── Data supplied ──

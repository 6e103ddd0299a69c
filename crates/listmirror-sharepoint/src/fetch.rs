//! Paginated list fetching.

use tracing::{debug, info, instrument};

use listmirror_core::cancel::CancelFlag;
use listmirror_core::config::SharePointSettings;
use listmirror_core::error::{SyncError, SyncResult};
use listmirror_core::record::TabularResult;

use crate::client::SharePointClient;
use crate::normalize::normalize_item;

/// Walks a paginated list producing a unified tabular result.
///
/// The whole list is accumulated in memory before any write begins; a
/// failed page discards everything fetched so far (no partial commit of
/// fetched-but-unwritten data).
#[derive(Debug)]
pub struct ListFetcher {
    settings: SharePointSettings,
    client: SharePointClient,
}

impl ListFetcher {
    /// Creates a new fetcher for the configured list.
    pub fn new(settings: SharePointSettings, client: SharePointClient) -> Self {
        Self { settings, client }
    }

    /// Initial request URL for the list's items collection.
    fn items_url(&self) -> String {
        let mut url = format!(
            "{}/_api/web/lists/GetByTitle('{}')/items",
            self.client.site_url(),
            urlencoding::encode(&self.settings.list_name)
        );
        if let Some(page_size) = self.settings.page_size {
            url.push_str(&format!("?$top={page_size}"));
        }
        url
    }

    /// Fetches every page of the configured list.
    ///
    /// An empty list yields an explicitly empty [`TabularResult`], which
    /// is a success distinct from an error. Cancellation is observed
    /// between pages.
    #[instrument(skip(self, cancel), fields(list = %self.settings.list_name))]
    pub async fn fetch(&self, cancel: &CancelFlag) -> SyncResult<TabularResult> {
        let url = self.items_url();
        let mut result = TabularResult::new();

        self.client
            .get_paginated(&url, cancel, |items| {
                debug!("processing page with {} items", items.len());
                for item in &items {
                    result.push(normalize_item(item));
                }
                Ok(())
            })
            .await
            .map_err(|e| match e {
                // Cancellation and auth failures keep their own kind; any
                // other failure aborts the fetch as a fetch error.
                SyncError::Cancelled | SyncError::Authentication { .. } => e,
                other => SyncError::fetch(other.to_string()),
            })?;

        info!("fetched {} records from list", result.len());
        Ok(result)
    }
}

───
── Data supplied ──

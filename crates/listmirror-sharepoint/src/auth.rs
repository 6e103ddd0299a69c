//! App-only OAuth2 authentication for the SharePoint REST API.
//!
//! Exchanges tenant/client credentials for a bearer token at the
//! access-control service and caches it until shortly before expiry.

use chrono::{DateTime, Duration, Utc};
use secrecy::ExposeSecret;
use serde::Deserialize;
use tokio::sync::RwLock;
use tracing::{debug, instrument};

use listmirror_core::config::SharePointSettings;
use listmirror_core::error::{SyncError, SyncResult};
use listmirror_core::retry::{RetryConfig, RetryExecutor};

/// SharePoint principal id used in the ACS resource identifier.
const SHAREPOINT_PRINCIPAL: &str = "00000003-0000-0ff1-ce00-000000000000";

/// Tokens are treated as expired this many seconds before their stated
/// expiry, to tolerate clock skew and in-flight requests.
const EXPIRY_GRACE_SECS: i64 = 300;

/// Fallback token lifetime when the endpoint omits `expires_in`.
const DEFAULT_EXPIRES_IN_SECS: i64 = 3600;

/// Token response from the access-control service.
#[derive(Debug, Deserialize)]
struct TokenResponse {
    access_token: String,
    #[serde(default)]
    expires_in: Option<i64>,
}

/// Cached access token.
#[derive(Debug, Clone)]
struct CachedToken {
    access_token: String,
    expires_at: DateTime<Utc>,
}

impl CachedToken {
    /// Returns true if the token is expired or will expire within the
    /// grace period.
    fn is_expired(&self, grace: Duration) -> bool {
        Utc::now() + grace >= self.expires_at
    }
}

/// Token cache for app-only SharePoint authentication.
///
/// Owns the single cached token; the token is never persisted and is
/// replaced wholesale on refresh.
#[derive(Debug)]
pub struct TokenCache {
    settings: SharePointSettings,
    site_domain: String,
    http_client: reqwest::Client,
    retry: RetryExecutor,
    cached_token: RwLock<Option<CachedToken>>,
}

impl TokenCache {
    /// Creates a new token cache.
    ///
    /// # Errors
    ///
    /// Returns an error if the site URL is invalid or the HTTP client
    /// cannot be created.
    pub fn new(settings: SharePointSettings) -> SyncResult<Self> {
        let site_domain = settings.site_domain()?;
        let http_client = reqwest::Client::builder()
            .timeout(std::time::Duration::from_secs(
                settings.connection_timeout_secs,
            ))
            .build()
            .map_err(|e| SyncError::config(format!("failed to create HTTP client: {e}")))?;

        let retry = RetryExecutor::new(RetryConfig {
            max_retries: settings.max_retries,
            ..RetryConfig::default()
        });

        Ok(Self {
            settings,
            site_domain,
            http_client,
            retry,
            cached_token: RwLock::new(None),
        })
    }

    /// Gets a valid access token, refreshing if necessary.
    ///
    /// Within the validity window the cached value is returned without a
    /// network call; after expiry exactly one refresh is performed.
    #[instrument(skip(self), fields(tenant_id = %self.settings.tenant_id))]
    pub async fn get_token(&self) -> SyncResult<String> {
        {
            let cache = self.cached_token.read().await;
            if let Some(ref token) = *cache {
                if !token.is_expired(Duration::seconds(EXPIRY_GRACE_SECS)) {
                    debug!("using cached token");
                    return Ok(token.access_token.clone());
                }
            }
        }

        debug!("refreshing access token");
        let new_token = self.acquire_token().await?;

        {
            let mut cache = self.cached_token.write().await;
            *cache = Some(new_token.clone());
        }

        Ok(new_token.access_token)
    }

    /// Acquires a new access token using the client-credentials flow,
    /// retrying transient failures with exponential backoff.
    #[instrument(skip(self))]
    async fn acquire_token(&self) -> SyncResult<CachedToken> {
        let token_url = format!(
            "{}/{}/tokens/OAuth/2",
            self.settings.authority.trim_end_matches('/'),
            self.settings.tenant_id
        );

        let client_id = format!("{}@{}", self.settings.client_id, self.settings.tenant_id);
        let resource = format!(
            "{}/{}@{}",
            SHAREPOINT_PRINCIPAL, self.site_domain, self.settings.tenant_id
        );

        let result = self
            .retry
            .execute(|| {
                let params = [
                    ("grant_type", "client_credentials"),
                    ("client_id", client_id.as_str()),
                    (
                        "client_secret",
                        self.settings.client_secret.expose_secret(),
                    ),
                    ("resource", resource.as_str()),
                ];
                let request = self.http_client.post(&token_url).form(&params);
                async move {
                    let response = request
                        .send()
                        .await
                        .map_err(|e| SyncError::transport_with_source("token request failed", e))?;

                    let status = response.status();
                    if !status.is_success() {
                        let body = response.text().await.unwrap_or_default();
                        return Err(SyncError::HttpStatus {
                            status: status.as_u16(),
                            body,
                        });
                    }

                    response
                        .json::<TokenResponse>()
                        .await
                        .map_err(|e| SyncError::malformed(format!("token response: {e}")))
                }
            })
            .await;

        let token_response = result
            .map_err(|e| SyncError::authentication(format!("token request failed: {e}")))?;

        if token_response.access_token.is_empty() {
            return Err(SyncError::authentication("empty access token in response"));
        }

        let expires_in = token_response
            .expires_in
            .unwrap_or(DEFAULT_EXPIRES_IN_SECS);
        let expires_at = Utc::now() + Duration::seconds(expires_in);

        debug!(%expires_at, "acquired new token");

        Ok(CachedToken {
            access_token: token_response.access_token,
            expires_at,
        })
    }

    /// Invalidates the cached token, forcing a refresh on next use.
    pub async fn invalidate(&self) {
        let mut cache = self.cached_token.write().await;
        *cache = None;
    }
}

───

*Goal of the exercise*
All the lines that hold the word "async" must appear in the answer, copied from the records.

*Solved exercise*
    pub async fn fetch(&self, cancel: &CancelFlag) -> SyncResult<TabularResult> {
    pub async fn get_token(&self) -> SyncResult<String> {
    async fn acquire_token(&self) -> SyncResult<CachedToken> {
                async move {
    pub async fn invalidate(&self) {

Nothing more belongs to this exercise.